Arcita Dasa’s photo album, titled ATLANTIC Antic | 05 October 2025, documents a vibrant Harinama on Atlantic Avenue in Brooklyn, New York. The curated collection of 23+ photographs presents a visual ethnography of devotional kirtan in a public festival setting, capturing the intersection of spiritual practice, community engagement, and urban culture in New York City.
Set within Atlantic Anticone of Brooklyn’s most enduring street fairsthe Harinama offers a living expression of the Bhakti Tradition amid a diverse crowd. The images convey how chanting in open spaces can function as cultural heritage in motion, sustaining Hindu culture within the Indian diaspora while inviting inclusive participation from neighbors, visitors, and passersby.
Visual details emphasize rhythmic movement and interpersonal connection: mridanga and kartal accompaniment, call-and-response chanting, and spontaneous smiles as onlookers encounter the sacred names.
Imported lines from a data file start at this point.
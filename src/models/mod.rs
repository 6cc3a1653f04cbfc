// file: src/models/mod.rs
// description: data models module exports
// reference: internal module structure

pub mod definition;
pub mod grouped;

pub use definition::{Definition, SourcedDefinition};
pub use grouped::{GroupedDefinitions, group_by_dictionary};
// file: src/models/definition.rs
// description: definition and sourced definition value types
// reference: wordnik definitions module structure

use crate::render::TextStyle;

/// A single definition of a word.
#[derive(Debug, Clone, PartialEq, Eq)]
pub struct Definition {
    word_type: String,
    text: String,
}

impl Definition {
    pub fn new(word_type: impl Into<String>, text: impl Into<String>) -> Self {
        Self {
            word_type: word_type.into(),
            text: text.into(),
        }
    }

    /// Part of speech, e.g. "noun" or "intransitive verb". May be empty.
    pub fn word_type(&self) -> &str {
        &self.word_type
    }

    pub fn text(&self) -> &str {
        &self.text
    }

    /// Two tab-separated cells, with an italic word type when styled.
    pub fn render(&self, styled: bool) -> String {
        if styled {
            self.render_with(TextStyle::word_type(), TextStyle::plain())
        } else {
            format!("{}\t{}", self.word_type, self.text)
        }
    }

    pub fn render_with(&self, word_type: TextStyle, text: TextStyle) -> String {
        format!("{}\t{}", word_type.apply(&self.word_type), text.apply(&self.text))
    }
}

/// A definition together with the dictionary it came from and its position
/// in that dictionary's list.
#[derive(Debug, Clone, PartialEq, Eq)]
pub struct SourcedDefinition {
    pub dictionary: String,
    pub rank: usize,
    pub definition: Definition,
}

impl SourcedDefinition {
    pub fn new(dictionary: impl Into<String>, rank: usize, definition: Definition) -> Self {
        Self {
            dictionary: dictionary.into(),
            rank,
            definition,
        }
    }
}
// file: src/render/mod.rs
// description: terminal rendering module exports
// reference: internal module structure

pub mod align;
pub mod style;
pub mod terminal;

pub use align::TabAligner;
pub use style::TextStyle;
pub use terminal::{render, render_banner};
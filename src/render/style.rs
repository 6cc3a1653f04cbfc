// file: src/render/style.rs
// description: terminal style descriptors applied through the colored crate
// reference: https://docs.rs/colored

use colored::{Color, Colorize};

/// Foreground, background and emphasis attributes for one piece of text.
#[derive(Debug, Clone, Copy, Default, PartialEq, Eq)]
pub struct TextStyle {
    pub fg: Option<Color>,
    pub bg: Option<Color>,
    pub bold: bool,
    pub italic: bool,
}

impl TextStyle {
    pub const fn plain() -> Self {
        Self {
            fg: None,
            bg: None,
            bold: false,
            italic: false,
        }
    }

    pub fn fg(mut self, color: Color) -> Self {
        self.fg = Some(color);
        self
    }

    pub fn bg(mut self, color: Color) -> Self {
        self.bg = Some(color);
        self
    }

    pub fn bold(mut self) -> Self {
        self.bold = true;
        self
    }

    pub fn italic(mut self) -> Self {
        self.italic = true;
        self
    }

    pub fn is_plain(&self) -> bool {
        *self == Self::plain()
    }

    pub fn apply(&self, text: &str) -> String {
        if self.is_plain() {
            return text.to_string();
        }

        let mut styled = text.normal();
        if let Some(fg) = self.fg {
            styled = styled.color(fg);
        }
        if let Some(bg) = self.bg {
            styled = styled.on_color(bg);
        }
        if self.bold {
            styled = styled.bold();
        }
        if self.italic {
            styled = styled.italic();
        }
        styled.to_string()
    }

    /// Dictionary name header line.
    pub fn header() -> Self {
        Self::plain().bg(Color::BrightBlack)
    }

    /// Word type of the first definition in a group.
    pub fn lead_word_type() -> Self {
        Self::plain().bold().italic()
    }

    /// Text of the first definition in a group.
    pub fn lead_text() -> Self {
        Self::plain().fg(Color::Cyan)
    }

    pub fn word_type() -> Self {
        Self::plain().italic()
    }

    /// Banner printed above each looked-up word.
    pub fn banner() -> Self {
        Self::plain().fg(Color::White).bg(Color::Red)
    }
}
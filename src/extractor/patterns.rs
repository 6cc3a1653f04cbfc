// file: src/extractor/patterns.rs
// description: compiled css selectors for definition extraction
// reference: https://docs.rs/scraper

use lazy_static::lazy_static;
use scraper::Selector;

lazy_static! {
    // Definitions module that is currently shown on the page
    pub static ref ACTIVE_DEFINITIONS: Selector = Selector::parse(
        ".word-module.module-definitions#define .guts.active"
    ).expect("ACTIVE_DEFINITIONS selector is valid");

    // One heading per source dictionary, paired by index with LIST
    pub static ref HEADING: Selector = Selector::parse("h3")
        .expect("HEADING selector is valid");

    pub static ref LIST: Selector = Selector::parse("ul")
        .expect("LIST selector is valid");

    pub static ref ITEM: Selector = Selector::parse("li")
        .expect("ITEM selector is valid");

    // Word type parts
    pub static ref ABBREVIATION: Selector = Selector::parse("abbr")
        .expect("ABBREVIATION selector is valid");

    pub static ref ITALIC: Selector = Selector::parse("i")
        .expect("ITALIC selector is valid");
}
Families pause, children mirror the rhythm, and elders observe with quiet reverence. The atmosphere, as depicted, balances devotional intensity with urban conviviality, showing how sacred sound adapts to the tempo of city life.
The album foregrounds shared values that resonate across dharmic traditionsseva, sangha/sangat, ahimsa, and mindful presenceoffering a unifying lens that connects Hinduism, Buddhism, Jainism, and Sikhism. Public chanting here is not portrayed as insular practice but as a bridge-building act, aligned with communal harmony and pluralistic respect in a multicultural environment.
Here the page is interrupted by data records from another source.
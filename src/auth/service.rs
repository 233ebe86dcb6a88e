/// Authentication Service
///
/// Composes the credential store, password hasher, token codec and token
/// cache into the two operations exposed to transport layers: `login` and
/// `refresh`. The service holds no mutable state of its own; everything that
/// changes lives in the token cache, so one instance can serve any number of
/// concurrent requests.

use std::sync::Arc;
use std::time::Duration;

use serde::Serialize;

use crate::auth::jwt::{TokenCodec, TokenError, TokenKind};
use crate::auth::lockout::FailedAttemptCounter;
use crate::auth::password::PasswordHasher;
use crate::auth::refresh_token::RefreshTokenCache;
use crate::cache::{CacheKeys, TokenCache};
use crate::configuration::{AuthSettings, JwtSettings};
use crate::error::AuthError;
use crate::store::{CredentialStore, Identity};

/// Access and refresh token issued by a successful login
#[derive(Debug, Clone, Serialize)]
pub struct TokenPair {
    pub access_token: String,
    pub refresh_token: String,
}

pub struct AuthService {
    store: Arc<dyn CredentialStore>,
    hasher: PasswordHasher,
    codec: TokenCodec,
    refresh_tokens: RefreshTokenCache,
    failed_attempts: FailedAttemptCounter,
    refresh_threshold: Duration,
    timeout: Duration,
}

impl AuthService {
    pub fn new(
        jwt: &JwtSettings,
        auth: &AuthSettings,
        store: Arc<dyn CredentialStore>,
        cache: Arc<dyn TokenCache>,
    ) -> Self {
        let keys = CacheKeys::new(auth.cache_prefix.clone());

        Self {
            store,
            hasher: PasswordHasher::new(auth.bcrypt_cost),
            codec: TokenCodec::new(jwt),
            refresh_tokens: RefreshTokenCache::new(cache.clone(), keys.clone()),
            failed_attempts: FailedAttemptCounter::new(
                cache,
                keys,
                auth.max_login_attempts,
                auth.lockout_window(),
            ),
            refresh_threshold: auth.refresh_threshold(),
            timeout: auth.request_timeout(),
        }
    }

    pub fn codec(&self) -> &TokenCodec {
        &self.codec
    }

    /// Authenticate with username and password and issue a fresh token pair.
    ///
    /// The new refresh token replaces any previously cached one, so earlier
    /// sessions stop being refreshable.
    ///
    /// # Errors
    /// - `InvalidCredentials` for an unknown user or a wrong password
    /// - `MaxAttemptsReached` when a wrong password brings the user's failure
    ///   count to the configured maximum
    /// - `System` when the store or cache fails, or the deadline passes
    #[tracing::instrument(name = "login", skip(self, password))]
    pub async fn login(&self, username: &str, password: &str) -> Result<TokenPair, AuthError> {
        tokio::time::timeout(self.timeout, self.login_inner(username, password))
            .await
            .map_err(|_| AuthError::timed_out("login"))?
    }

    /// Exchange a near-expiry (or expired) access token and the user's current
    /// refresh token for a new access token. The refresh token itself is not
    /// rotated.
    ///
    /// # Errors
    /// - `InvalidRefreshToken` when the refresh token is invalid, expired, or
    ///   not the one cached for the access token's subject
    /// - `InvalidToken` when the access token is malformed or badly signed
    /// - `ConditionNotFulfilled` when the access token is not yet close to expiry
    /// - `System` when the cache fails or the deadline passes
    #[tracing::instrument(name = "refresh", skip_all)]
    pub async fn refresh(&self, access_token: &str, refresh_token: &str) -> Result<String, AuthError> {
        tokio::time::timeout(self.timeout, self.refresh_inner(access_token, refresh_token))
            .await
            .map_err(|_| AuthError::timed_out("refresh"))?
    }

    async fn login_inner(&self, username: &str, password: &str) -> Result<TokenPair, AuthError> {
        let identity = self
            .store
            .find_by_username(username)
            .await
            .map_err(|e| AuthError::system("login.find_by_username", e))?
            .ok_or(AuthError::InvalidCredentials)?;

        if !self.verify_password(password, &identity).await? {
            let failures = self
                .failed_attempts
                .record_failure(&identity.id)
                .await
                .map_err(|e| AuthError::system("login.record_failure", e))?;

            if self.failed_attempts.is_exhausted(failures) {
                tracing::warn!(user_id = %identity.id, failures, "Login locked out");
                return Err(AuthError::MaxAttemptsReached);
            }

            tracing::warn!(user_id = %identity.id, failures, "Incorrect password");
            return Err(AuthError::InvalidCredentials);
        }

        let access_token = self.issue(TokenKind::Access, &identity.id, &identity.username, "login.issue_access_token")?;
        let refresh_token = self.issue(TokenKind::Refresh, &identity.id, &identity.username, "login.issue_refresh_token")?;

        self.refresh_tokens
            .store(&identity.id, &refresh_token)
            .await
            .map_err(|e| AuthError::system("login.cache_refresh_token", e))?;

        tracing::info!(user_id = %identity.id, "User logged in successfully");

        Ok(TokenPair {
            access_token,
            refresh_token,
        })
    }

    async fn refresh_inner(&self, access_token: &str, refresh_token: &str) -> Result<String, AuthError> {
        self.codec
            .parse_strict(TokenKind::Refresh, refresh_token)
            .map_err(|e| {
                tracing::warn!(error = %e, "Refresh token rejected");
                AuthError::InvalidRefreshToken
            })?;

        let access = self
            .codec
            .parse_ignoring_expiry(TokenKind::Access, access_token)
            .map_err(|e| {
                tracing::warn!(error = %e, "Access token rejected");
                AuthError::InvalidToken
            })?;

        if !access.expires_within(self.refresh_threshold) {
            tracing::warn!(
                user_id = %access.sub,
                remaining_secs = access.remaining(),
                "Access token refreshed too early"
            );
            return Err(AuthError::ConditionNotFulfilled);
        }

        let cached = self
            .refresh_tokens
            .current(&access.sub)
            .await
            .map_err(|e| AuthError::system("refresh.cached_refresh_token", e))?;

        if cached.as_deref() != Some(refresh_token) {
            tracing::warn!(user_id = %access.sub, "Refresh token does not match current session");
            return Err(AuthError::InvalidRefreshToken);
        }

        let new_access_token = self.issue(TokenKind::Access, &access.sub, &access.username, "refresh.issue_access_token")?;

        tracing::info!(user_id = %access.sub, "Access token refreshed");

        Ok(new_access_token)
    }

    /// Hash a plaintext password with the configured cost, for the user
    /// management layer that owns credential records.
    pub async fn hash_password(&self, password: &str) -> Result<String, AuthError> {
        let hasher = self.hasher;
        let password = password.to_string();

        tokio::task::spawn_blocking(move || hasher.hash(&password))
            .await
            .map_err(|e| AuthError::system("hash_password", e))?
            .map_err(|e| AuthError::system("hash_password", e))
    }

    // bcrypt is deliberately slow; keep it off the async workers.
    async fn verify_password(&self, password: &str, identity: &Identity) -> Result<bool, AuthError> {
        let hasher = self.hasher;
        let password = password.to_string();
        let hash = identity.password_hash.clone();

        tokio::task::spawn_blocking(move || hasher.verify(&password, &hash))
            .await
            .map_err(|e| AuthError::system("login.verify_password", e))?
            .map_err(|e| AuthError::system("login.verify_password", e))
    }

    fn issue(
        &self,
        kind: TokenKind,
        subject: &str,
        username: &str,
        operation: &'static str,
    ) -> Result<String, AuthError> {
        self.codec
            .issue(kind, subject, username)
            .map_err(|e: TokenError| AuthError::system(operation, e))
    }
}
As a cultural record, the photographs highlight continuity and adaptation: Gaudiya-inspired Harinama appears alongside the textures of a modern Brooklyn streetscape, preserving devotional aesthetics while engaging contemporary audiences. The result is a nuanced portrait of community cohesion, where spiritual diversity in Hinduism and related dharmic values coexist with the everyday rhythms of New York City.
Documented on 05 October 2025 at Atlantic Avenue, the album functions as a visual archive and a case study in community engagement through chanting. It illustrates how devotional music, embodied presence, and shared space can nurture trust, curiosity, and dialoguestrengthening the Hindu American Community and contributing meaningfully to the broader cultural heritage of the city.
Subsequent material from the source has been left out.